==== WORKING DATA

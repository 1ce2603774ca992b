// Re-export all public modules so they can be used from main.rs
pub mod config;
pub mod error;
pub mod logging;
pub mod ui;

// MVC Architecture
pub mod model;
pub mod view;
pub mod controller;

#[cfg(target_arch = "wasm32")]
pub mod subscription;

#[cfg(target_arch = "wasm32")]
use std::{cell::{Cell, RefCell}, rc::Rc};

#[cfg(target_arch = "wasm32")]
use wasm_bindgen::{closure::Closure, prelude::wasm_bindgen, JsCast, JsValue};
#[cfg(target_arch = "wasm32")]
use web_sys::{Document, Event, HtmlCanvasElement, HtmlElement, KeyboardEvent, MouseEvent, Window};

#[cfg(target_arch = "wasm32")]
use crate::{
    config::PlaygroundConfig,
    controller::{input::wasm as dom, FrameLoopContext, InputEvent, InputProcessor, InputState, LockEvent, Playground},
    error::InitError,
    subscription::Subscriptions,
    view::{GpuContext, RenderState},
};

#[cfg(target_arch = "wasm32")]
thread_local! {
    static RUNNING: RefCell<Option<Running>> = const { RefCell::new(None) };
}

/// The live app: its frame loop and the page listeners feeding it
#[cfg(target_arch = "wasm32")]
struct Running {
    animation: AnimationLoop,
    subscriptions: Subscriptions,
}

#[cfg(target_arch = "wasm32")]
#[wasm_bindgen(start)]
pub async fn start() -> Result<(), JsValue> {
    logging::init();
    let (window, document, canvas) = init_canvas()?;
    setup_app(window, document, canvas).await?;
    Ok(())
}

/// Stop the frame loop and remove every listener the app installed
#[cfg(target_arch = "wasm32")]
#[wasm_bindgen]
pub fn shutdown() {
    let Some(Running { animation, mut subscriptions }) = RUNNING.with(|running| running.borrow_mut().take()) else {
        return;
    };
    subscriptions.clear();
    drop(animation);
    tracing::info!("playground shut down");
}

/// Main application setup for WASM
#[cfg(target_arch = "wasm32")]
async fn setup_app(window: Window, document: Document, canvas: HtmlCanvasElement) -> Result<(), JsValue> {
    use rand::SeedableRng;

    let (width, height) = (canvas.width(), canvas.height());
    let gpu = GpuContext::new(&canvas, width, height).await?;
    let render_state = RenderState::new(&gpu.device, gpu.format, gpu.config.alpha_mode, width, height);

    let mut rng = rand_chacha::ChaCha8Rng::from_entropy();
    let mut playground = Playground::new(PlaygroundConfig::default(), width, height, &mut rng);

    // Show the instructions overlay (if the page has one) only while unlocked
    if let Some(overlay) = document
        .get_element_by_id("instructions")
        .and_then(|el| el.dyn_into::<HtmlElement>().ok())
    {
        playground.controller.subscribe(move |event| {
            let display = match event {
                LockEvent::Acquired => "none",
                LockEvent::Released => "",
            };
            if let Err(e) = overlay.style().set_property("display", display) {
                tracing::warn!(error = ?e, "failed to toggle instructions");
            }
        });
    }
    playground.controller.subscribe(|event| tracing::debug!(?event, "controller engagement"));

    let input = Rc::new(RefCell::new(InputState::new()));
    let subscriptions =
        setup_input_listeners(&window, &document, &canvas, input.clone(), playground.input_processor.clone())?;
    tracing::info!(width, height, "playground ready");

    let mut frame_ctx = FrameLoopContext {
        playground,
        input,
        gpu,
        render_state,
        egui_ctx: egui::Context::default(),
        window: window.clone(),
        canvas,
        last_time: None,
    };

    let animation = AnimationLoop::start(window, move || frame_ctx.frame())?;
    RUNNING.with(|running| *running.borrow_mut() = Some(Running { animation, subscriptions }));
    Ok(())
}

/// Install DOM listeners that feed `InputState`. The returned subscriptions own them.
#[cfg(target_arch = "wasm32")]
fn setup_input_listeners(
    window: &Window,
    document: &Document,
    canvas: &HtmlCanvasElement,
    input_state: Rc<RefCell<InputState>>,
    input_processor: InputProcessor,
) -> Result<Subscriptions, JsValue> {
    let mut subs = Subscriptions::default();

    // Keyboard down
    {
        let input_state = input_state.clone();
        let document_for_exit = document.clone();
        let input_processor = input_processor.clone();
        subs.listen(document, "keydown", move |e: KeyboardEvent| {
            let key = e.key();
            if input_processor.is_escape(&key) {
                document_for_exit.exit_pointer_lock();
            }
            if input_processor.is_navigation_key(&key) {
                e.prevent_default();
            }
            input_state.borrow_mut().process_event(&dom::keyboard_event_to_input(&e, true));
        })?;
    }

    // Keyboard up
    {
        let input_state = input_state.clone();
        subs.listen(document, "keyup", move |e: KeyboardEvent| {
            input_state.borrow_mut().process_event(&dom::keyboard_event_to_input(&e, false));
        })?;
    }

    // Focus loss - clear all keys
    {
        let input_state = input_state.clone();
        subs.listen(window, "blur", move |_e: Event| {
            input_state.borrow_mut().process_event(&InputEvent::FocusLost);
        })?;
    }
    {
        let input_state = input_state.clone();
        subs.listen(document, "visibilitychange", move |_e: Event| {
            input_state.borrow_mut().process_event(&InputEvent::FocusLost);
        })?;
    }

    // Pointer lock change
    {
        let input_state = input_state.clone();
        let doc_pl = document.clone();
        subs.listen(document, "pointerlockchange", move |_e: Event| {
            let locked = doc_pl.pointer_lock_element().is_some();
            input_state.borrow_mut().process_event(&InputEvent::PointerLockChanged { locked });
        })?;
    }

    // Canvas click to enter pointer lock
    {
        let canvas_click = canvas.clone();
        subs.listen(canvas, "click", move |_e: MouseEvent| {
            canvas_click.request_pointer_lock();
        })?;
    }

    // Mouse move
    {
        let input_state = input_state.clone();
        subs.listen(document, "mousemove", move |e: MouseEvent| {
            input_state.borrow_mut().process_event(&dom::mouse_move_to_input(&e));
        })?;
    }

    // Mouse buttons - charge on press, fire on release
    {
        let input_state = input_state.clone();
        subs.listen(document, "mousedown", move |e: MouseEvent| {
            input_state.borrow_mut().process_event(&dom::mouse_button_to_input(&e, true));
        })?;
    }
    {
        let input_state = input_state.clone();
        subs.listen(document, "mouseup", move |e: MouseEvent| {
            input_state.borrow_mut().process_event(&dom::mouse_button_to_input(&e, false));
        })?;
    }

    // Context menu prevention
    subs.listen(canvas, "contextmenu", move |e: MouseEvent| {
        e.prevent_default();
    })?;

    Ok(subs)
}

/// Full-window canvas appended to the body, sized in physical pixels
#[cfg(target_arch = "wasm32")]
fn init_canvas() -> Result<(Window, Document, HtmlCanvasElement), InitError> {
    let window = web_sys::window().ok_or(InitError::NoWindow)?;
    let document = window.document().ok_or(InitError::NoDocument)?;
    let body = document.body().ok_or(InitError::NoBody)?;
    let canvas = document
        .create_element("canvas")
        .map_err(|e| InitError::Canvas(format!("{e:?}")))?
        .dyn_into::<HtmlCanvasElement>()
        .map_err(|_| InitError::Canvas("element is not a canvas".into()))?;

    let dpr = window.device_pixel_ratio();
    let css_width = window.inner_width().ok().and_then(|w| w.as_f64()).unwrap_or(800.0);
    let css_height = window.inner_height().ok().and_then(|h| h.as_f64()).unwrap_or(600.0);
    canvas.set_width((css_width * dpr) as u32);
    canvas.set_height((css_height * dpr) as u32);
    let style = canvas.style();
    style
        .set_property("width", "100vw")
        .and_then(|_| style.set_property("height", "100vh"))
        .and_then(|_| style.set_property("display", "block"))
        .map_err(|e| InitError::Canvas(format!("{e:?}")))?;

    body.append_child(&canvas).map_err(|e| InitError::Canvas(format!("{e:?}")))?;
    Ok((window, document, canvas))
}

/// requestAnimationFrame loop. Dropping it cancels the pending frame and
/// releases the frame closure along with everything it captured.
#[cfg(target_arch = "wasm32")]
struct AnimationLoop {
    window: Window,
    callback: Rc<RefCell<Option<Closure<dyn FnMut()>>>>,
    frame_id: Rc<Cell<Option<i32>>>,
}

#[cfg(target_arch = "wasm32")]
impl AnimationLoop {
    fn start(window: Window, mut f: impl FnMut() + 'static) -> Result<Self, JsValue> {
        let callback = Rc::new(RefCell::new(None::<Closure<dyn FnMut()>>));
        let frame_id = Rc::new(Cell::new(None));

        let callback_clone = callback.clone();
        let frame_id_clone = frame_id.clone();
        let window_for_loop = window.clone();
        *callback.borrow_mut() = Some(Closure::wrap(Box::new(move || {
            f();

            // Schedule next frame
            let cb_ref = callback_clone.borrow();
            let Some(cb) = cb_ref.as_ref() else { return };
            match window_for_loop.request_animation_frame(cb.as_ref().unchecked_ref()) {
                Ok(id) => frame_id_clone.set(Some(id)),
                Err(e) => tracing::error!(error = ?e, "requestAnimationFrame failed; frame loop stopped"),
            }
        }) as Box<dyn FnMut()>));

        let id = {
            let cb_ref = callback.borrow();
            let cb = cb_ref.as_ref().ok_or_else(|| JsValue::from_str("frame callback missing"))?;
            window.request_animation_frame(cb.as_ref().unchecked_ref())?
        };
        frame_id.set(Some(id));

        Ok(Self { window, callback, frame_id })
    }
}

#[cfg(target_arch = "wasm32")]
impl Drop for AnimationLoop {
    fn drop(&mut self) {
        if let Some(id) = self.frame_id.take() {
            let _ = self.window.cancel_animation_frame(id);
        }
        self.callback.borrow_mut().take();
    }
}
use egui::Context;

use crate::controller::Playground;
use crate::view::UiFrame;

/// Frames per second, refreshed about once a second
#[derive(Debug, Default, Clone)]
pub struct FpsCounter {
    fps: f32,
    frames: u32,
    elapsed_ms: f32,
}

impl FpsCounter {
    pub fn tick(&mut self, dt_ms: f32) {
        self.frames += 1;
        self.elapsed_ms += dt_ms;
        if self.elapsed_ms >= 1000.0 {
            self.fps = self.frames as f32 * 1000.0 / self.elapsed_ms;
            self.frames = 0;
            self.elapsed_ms = 0.0;
        }
    }

    pub fn fps(&self) -> f32 {
        self.fps
    }
}

/// Raw egui input for a canvas of `width` x `height` physical pixels
pub fn raw_input(width: u32, height: u32, pixels_per_point: f32, time_s: f64, events: Vec<egui::Event>) -> egui::RawInput {
    let mut raw_input = egui::RawInput::default();
    raw_input.time = Some(time_s);
    raw_input.screen_rect = Some(egui::Rect::from_min_size(
        egui::Pos2::new(0.0, 0.0),
        egui::vec2(width as f32 / pixels_per_point, height as f32 / pixels_per_point),
    ));
    raw_input.events = events;
    raw_input
}

/// Build the complete UI and return egui output
pub fn build_ui(egui_ctx: &Context, raw_input: egui::RawInput, playground: &Playground) -> egui::FullOutput {
    egui_ctx.run(raw_input, |ctx| {
        draw_aim(ctx, playground);
        draw_stats(ctx, playground);
        if !playground.controller.is_enabled() {
            draw_instructions(ctx);
        }
    })
}

/// Tessellate for the renderer; the platform output goes back to the host
pub fn into_frame(egui_ctx: &Context, output: egui::FullOutput) -> (UiFrame, egui::PlatformOutput) {
    let primitives = egui_ctx.tessellate(output.shapes, output.pixels_per_point);
    let frame = UiFrame {
        primitives,
        textures_delta: output.textures_delta,
        pixels_per_point: output.pixels_per_point,
    };
    (frame, output.platform_output)
}

/// Filled disk at screen centre, coloured by the current charge
fn draw_aim(ctx: &Context, playground: &Playground) {
    let scene = &playground.scene;
    let painter = ctx.layer_painter(egui::LayerId::new(egui::Order::Foreground, egui::Id::new("aim")));
    let screen = ctx.available_rect();
    let radius = (screen.height() * scene.aim_radius_fraction).max(2.0);
    painter.circle_filled(screen.center(), radius, scene.aim_color().to_egui(scene.aim_opacity));
}

fn draw_stats(ctx: &Context, playground: &Playground) {
    egui::Area::new(egui::Id::new("stats"))
        .anchor(egui::Align2::LEFT_TOP, [8.0, 8.0])
        .interactable(false)
        .show(ctx, |ui| {
            let text = |s: String| egui::RichText::new(s).small().color(egui::Color32::WHITE);
            ui.label(text(format!("FPS: {:.0}", playground.fps.fps())));
            ui.label(text(format!(
                "Balls: {}/{}  Boxes: {}",
                playground.world.ball_count(),
                playground.config.shoot.max_balls,
                playground.world.box_count()
            )));
            if playground.world.energy() > 0 {
                ui.label(text(format!("Energy: {}", playground.world.energy())));
            }
        });
}

fn draw_instructions(ctx: &Context) {
    egui::Window::new("Ballpit")
        .anchor(egui::Align2::CENTER_CENTER, [0.0, 0.0])
        .collapsible(false)
        .resizable(false)
        .show(ctx, |ui| {
            ui.label(egui::RichText::new("Click to play").strong());
            ui.separator();
            ui.label(egui::RichText::new("Move: WASD / arrow keys").small());
            ui.label(egui::RichText::new("Jump: Space").small());
            ui.label(egui::RichText::new("Look: mouse").small());
            ui.label(egui::RichText::new("Shoot: hold and release left button").small());
            ui.label(egui::RichText::new("Pause: Esc").small());
        });
}

#[cfg(test)]
mod tests {
    use super::*;
    use crate::config::PlaygroundConfig;
    use crate::controller::InputState;
    use rand::SeedableRng;
    use rand_chacha::ChaCha8Rng;

    #[test]
    fn test_fps_counter_updates_each_second() {
        let mut fps = FpsCounter::default();
        for _ in 0..59 {
            fps.tick(1000.0 / 60.0);
        }
        assert_eq!(fps.fps(), 0.0);
        fps.tick(1000.0 / 60.0 + 0.01);
        assert!((fps.fps() - 60.0).abs() < 0.1, "{}", fps.fps());
    }

    #[test]
    fn test_build_ui_runs_locked_and_unlocked() {
        let mut rng = ChaCha8Rng::seed_from_u64(1);
        let mut playground = Playground::new(PlaygroundConfig::default(), 800, 600, &mut rng);
        let ctx = Context::default();

        let output = build_ui(&ctx, raw_input(800, 600, 1.0, 0.0, Vec::new()), &playground);
        let (frame, _) = into_frame(&ctx, output);
        assert!(!frame.primitives.is_empty());

        let mut input = InputState::new();
        input.pointer_locked = true;
        playground.advance(&mut input, 16.0);
        assert!(playground.controller.is_enabled());
        let output = build_ui(&ctx, raw_input(800, 600, 1.0, 0.016, Vec::new()), &playground);
        assert!(!output.shapes.is_empty());
    }
}
/// Failures while bringing up the window, canvas or GPU. Nothing after start-up returns an error.
#[derive(Debug, thiserror::Error)]
pub enum InitError {
    #[error("no global `window`")]
    NoWindow,
    #[error("no document on window")]
    NoDocument,
    #[error("no body on document")]
    NoBody,
    #[error("failed to create canvas: {0}")]
    Canvas(String),
    #[error("failed to create surface: {0}")]
    Surface(#[from] wgpu::CreateSurfaceError),
    #[error("no suitable GPU adapter found: {0}")]
    Adapter(#[from] wgpu::RequestAdapterError),
    #[error("failed to request device: {0}")]
    Device(#[from] wgpu::RequestDeviceError),
    #[error("surface reports no supported formats")]
    NoSurfaceFormat,
}

#[cfg(target_arch = "wasm32")]
impl From<InitError> for wasm_bindgen::JsValue {
    fn from(err: InitError) -> Self {
        wasm_bindgen::JsValue::from_str(&err.to_string())
    }
}
/// Platform-agnostic input handling
use std::collections::HashSet;

/// Platform-independent input events
#[derive(Debug, Clone)]
pub enum InputEvent {
    KeyDown(String),
    KeyUp(String),
    MouseMove { dx: f32, dy: f32 },
    MouseButton { button: MouseButton, is_down: bool },
    FocusLost,
    PointerLockChanged { locked: bool },
}

#[derive(Debug, Clone, Copy, PartialEq, Eq)]
pub enum MouseButton {
    Primary,
    Middle,
    Secondary,
    Other(i16),
}

impl MouseButton {
    pub fn from_web_button(button: i16) -> Self {
        match button {
            0 => MouseButton::Primary,
            1 => MouseButton::Middle,
            2 => MouseButton::Secondary,
            other => MouseButton::Other(other),
        }
    }
}

/// Edge of the primary button while the pointer is locked
#[derive(Debug, Clone, Copy, PartialEq, Eq)]
pub enum Trigger {
    Press,
    Release,
}

/// Input accumulated between frames
#[derive(Debug, Default)]
pub struct InputState {
    pub pressed_keys: HashSet<String>,
    pub look_delta: (f32, f32),
    pub pointer_locked: bool,
    triggers: Vec<Trigger>,
}

impl InputState {
    pub fn new() -> Self {
        Self::default()
    }

    pub fn process_event(&mut self, event: &InputEvent) {
        match event {
            InputEvent::KeyDown(key) => {
                self.pressed_keys.insert(key.clone());
            }
            InputEvent::KeyUp(key) => {
                self.pressed_keys.remove(key.as_str());
            }
            InputEvent::MouseMove { dx, dy } => {
                if self.pointer_locked {
                    self.look_delta.0 += dx;
                    self.look_delta.1 += dy;
                }
            }
            // The click that acquires the lock must not start a charge
            InputEvent::MouseButton { button: MouseButton::Primary, is_down } => {
                if self.pointer_locked {
                    self.triggers.push(if *is_down { Trigger::Press } else { Trigger::Release });
                }
            }
            InputEvent::MouseButton { .. } => {}
            InputEvent::FocusLost => {
                self.clear_keys();
            }
            InputEvent::PointerLockChanged { locked } => {
                self.pointer_locked = *locked;
                if !locked {
                    self.look_delta = (0.0, 0.0);
                }
            }
        }
    }

    pub fn is_key_pressed(&self, key: &str) -> bool {
        self.pressed_keys.contains(key)
    }

    pub fn clear_keys(&mut self) {
        self.pressed_keys.clear();
    }

    pub fn consume_look(&mut self) -> (f32, f32) {
        std::mem::take(&mut self.look_delta)
    }

    /// Trigger edges in arrival order
    pub fn drain_triggers(&mut self) -> Vec<Trigger> {
        std::mem::take(&mut self.triggers)
    }
}

/// Key mapping configuration, in DOM `KeyboardEvent.key` names
#[derive(Debug, Clone)]
pub struct KeyBindings {
    pub forward: String,
    pub backward: String,
    pub left: String,
    pub right: String,
    pub jump: String,
    pub escape: String,
}

impl Default for KeyBindings {
    fn default() -> Self {
        Self {
            forward: "w".to_string(),
            backward: "s".to_string(),
            left: "a".to_string(),
            right: "d".to_string(),
            jump: " ".to_string(),
            escape: "Escape".to_string(),
        }
    }
}

/// High-level queries over `InputState` through the key bindings
#[derive(Debug, Clone, Default)]
pub struct InputProcessor {
    bindings: KeyBindings,
}

impl InputProcessor {
    pub fn new(bindings: KeyBindings) -> Self {
        Self { bindings }
    }

    /// Letter bindings match regardless of shift
    fn is_bound(input: &InputState, binding: &str) -> bool {
        input.is_key_pressed(binding)
            || input.is_key_pressed(&binding.to_uppercase())
            || input.is_key_pressed(&binding.to_lowercase())
    }

    pub fn is_moving_forward(&self, input: &InputState) -> bool {
        Self::is_bound(input, &self.bindings.forward) || input.is_key_pressed("ArrowUp")
    }

    pub fn is_moving_backward(&self, input: &InputState) -> bool {
        Self::is_bound(input, &self.bindings.backward) || input.is_key_pressed("ArrowDown")
    }

    pub fn is_moving_left(&self, input: &InputState) -> bool {
        Self::is_bound(input, &self.bindings.left) || input.is_key_pressed("ArrowLeft")
    }

    pub fn is_moving_right(&self, input: &InputState) -> bool {
        Self::is_bound(input, &self.bindings.right) || input.is_key_pressed("ArrowRight")
    }

    pub fn is_jumping(&self, input: &InputState) -> bool {
        input.is_key_pressed(&self.bindings.jump)
    }

    pub fn is_escape(&self, key: &str) -> bool {
        key == self.bindings.escape
    }

    /// Keys whose browser default (scrolling) should be suppressed
    pub fn is_navigation_key(&self, key: &str) -> bool {
        matches!(key, "ArrowUp" | "ArrowDown" | "ArrowLeft" | "ArrowRight")
            || [&self.bindings.forward, &self.bindings.backward, &self.bindings.left, &self.bindings.right, &self.bindings.jump]
                .iter()
                .any(|b| key.eq_ignore_ascii_case(b))
    }
}

pub mod wasm {
    use super::*;
    use web_sys::{KeyboardEvent, MouseEvent};

    pub fn keyboard_event_to_input(e: &KeyboardEvent, is_down: bool) -> InputEvent {
        let key = e.key();
        if is_down {
            InputEvent::KeyDown(key)
        } else {
            InputEvent::KeyUp(key)
        }
    }

    pub fn mouse_move_to_input(e: &MouseEvent) -> InputEvent {
        InputEvent::MouseMove {
            dx: e.movement_x() as f32,
            dy: e.movement_y() as f32,
        }
    }

    pub fn mouse_button_to_input(e: &MouseEvent, is_down: bool) -> InputEvent {
        InputEvent::MouseButton {
            button: MouseButton::from_web_button(e.button()),
            is_down,
        }
    }
}
// Copyright (c) 2026 Bountyy Oy. All rights reserved.
// This software is proprietary and confidential.

//! Candidate port resolution for container targets.

use serde::{Deserialize, Serialize};
use std::collections::HashMap;
use tracing::debug;

pub const HTTP_PORT: &str = "80";
pub const HTTPS_PORT: &str = "443";
pub const FASTCGI_PORT: &str = "9000";

/// One published container port.
#[derive(Debug, Clone, PartialEq, Eq, Serialize, Deserialize)]
pub struct PortMapping {
    pub container_port: String,
    #[serde(default = "default_port_protocol")]
    pub protocol: String,
    /// Host side of the mapping; `None` when the port is not published
    #[serde(default)]
    pub host_port: Option<String>,
}

fn default_port_protocol() -> String {
    "tcp".to_string()
}

impl PortMapping {
    pub fn tcp(container_port: &str, host_port: &str) -> Self {
        Self {
            container_port: container_port.to_string(),
            protocol: default_port_protocol(),
            host_port: Some(host_port.to_string()),
        }
    }

    /// `port/proto`, the form used by `EXPOSE` entries.
    pub fn key(&self) -> String {
        format!("{}/{}", self.container_port, self.protocol)
    }

    fn published_host_port(&self) -> Option<&str> {
        self.host_port.as_deref().filter(|p| !p.is_empty())
    }
}

/// Port layout of an inspected container.
#[derive(Debug, Clone, Default, PartialEq, Eq, Serialize, Deserialize)]
pub struct ContainerPorts {
    #[serde(default)]
    pub mappings: Vec<PortMapping>,
    /// `EXPOSE` entries in image order (`80` or `80/tcp`)
    #[serde(default)]
    pub exposed: Vec<String>,
    /// The prober shares the container's network namespace and uses container ports
    #[serde(default)]
    pub direct: bool,
}

impl ContainerPorts {
    /// Resolve the ordered candidate ports.
    ///
    /// With an explicit list only listed, available ports are kept. Otherwise
    /// exposed ports come first (last `EXPOSE` first), followed by every other
    /// published TCP port in ascending order.
    pub fn resolve(&self, explicit: &[u16]) -> Vec<String> {
        let by_key: HashMap<String, &PortMapping> =
            self.mappings.iter().map(|m| (m.key(), m)).collect();

        if !explicit.is_empty() {
            let mut ports = Vec::new();
            for port in explicit {
                let key = format!("{}/tcp", port);
                match by_key.get(&key) {
                    Some(_) if self.direct => ports.push(port.to_string()),
                    Some(mapping) => match mapping.published_host_port() {
                        Some(host_port) => ports.push(host_port.to_string()),
                        None => debug!(port = %key, "Ignoring unpublished port"),
                    },
                    None => debug!(port = %key, "Ignoring port"),
                }
            }
            debug!(ports = ?ports, "Filtered probe ports");
            return ports;
        }

        // host port -> container port for published TCP ports
        let mut available: Vec<(String, String)> = self
            .mappings
            .iter()
            .filter(|m| {
                if m.protocol != "tcp" {
                    debug!(port = %m.key(), "Skipping non-tcp port");
                    return false;
                }
                true
            })
            .filter_map(|m| {
                let host_port = m.published_host_port()?;
                Some((host_port.to_string(), m.container_port.clone()))
            })
            .collect();

        let mut ports = Vec::new();

        for exposed in self.exposed.iter().rev() {
            let key = if exposed.contains('/') {
                exposed.clone()
            } else {
                format!("{}/tcp", exposed)
            };

            let Some(mapping) = by_key.get(&key) else {
                debug!(port = %key, "Unknown exposed port");
                continue;
            };

            let host_port = mapping.published_host_port().unwrap_or_default();
            let position = available.iter().position(|(h, _)| h == host_port);

            if self.direct {
                match position {
                    Some(idx) => ports.push(available[idx].1.clone()),
                    None => debug!(host_port = %host_port, "No container port for host port"),
                }
            } else if !host_port.is_empty() {
                ports.push(host_port.to_string());
            }

            if let Some(idx) = position {
                available.remove(idx);
            }
        }

        available.sort_by_key(|(host_port, _)| (host_port.parse::<u32>().unwrap_or(u32::MAX), host_port.clone()));
        for (host_port, container_port) in available {
            ports.push(if self.direct { container_port } else { host_port });
        }

        debug!(ports = ?ports, "Resolved probe ports");
        ports
    }
}

/// Move `80` ahead of `443` when `443` comes first. Returns true on a swap.
pub fn reorder_ports(ports: &mut [String]) -> bool {
    let http = ports.iter().position(|p| p == HTTP_PORT);
    let https = ports.iter().position(|p| p == HTTPS_PORT);

    match (http, https) {
        (Some(http), Some(https)) if https < http => {
            debug!(http = http, https = https, "Swapping http and https ports");
            ports.swap(http, https);
            true
        }
        _ => false,
    }
}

========

**YOUR GOAL**
Find and copy each line above holding "KeyboardEvent".

**RESPONSE**
use web_sys::{Document, Event, HtmlCanvasElement, HtmlElement, KeyboardEvent, MouseEvent, Window};
        subs.listen(document, "keydown", move |e: KeyboardEvent| {
        subs.listen(document, "keyup", move |e: KeyboardEvent| {
/// Key mapping configuration, in DOM `KeyboardEvent.key` names
    use web_sys::{KeyboardEvent, MouseEvent};
    pub fn keyboard_event_to_input(e: &KeyboardEvent, is_down: bool) -> InputEvent {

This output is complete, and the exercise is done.